//! Parse HTTP response header lines into HeadResult.

use super::HeadResult;

/// Parse collected header lines. A new `HTTP/` status line (redirect hop)
/// discards everything seen before it, so only the final response counts.
pub(crate) fn parse_headers(lines: &[String]) -> HeadResult {
    let mut out = HeadResult::default();

    for line in lines {
        let line = line.trim();
        if line.is_empty() {
            continue;
        }
        if line.starts_with("HTTP/") {
            out = HeadResult::default();
            continue;
        }
        let Some((name, value)) = line.split_once(':') else {
            continue;
        };
        let name = name.trim();
        let value = value.trim();
        if name.eq_ignore_ascii_case("content-length") {
            out.content_length = value.parse::<u64>().ok();
        } else if name.eq_ignore_ascii_case("accept-ranges") {
            out.accept_ranges = value.eq_ignore_ascii_case("bytes");
        } else if name.eq_ignore_ascii_case("content-type") {
            out.content_type = Some(value.to_string());
        }
    }

    out
}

■ ■ ■ ■ ■

* _TASK BRIEF_: Using the entries above, restate word for word every line from the one that contains "let Some((name, value))" through the last.

* _TASK SOLUTION_:
        let Some((name, value)) = line.split_once(':') else {
            continue;
        };
        let name = name.trim();
        let value = value.trim();
        if name.eq_ignore_ascii_case("content-length") {
            out.content_length = value.parse::<u64>().ok();
        } else if name.eq_ignore_ascii_case("accept-ranges") {
            out.accept_ranges = value.eq_ignore_ascii_case("bytes");
        } else if name.eq_ignore_ascii_case("content-type") {
            out.content_type = Some(value.to_string());
        }
    }

    out
}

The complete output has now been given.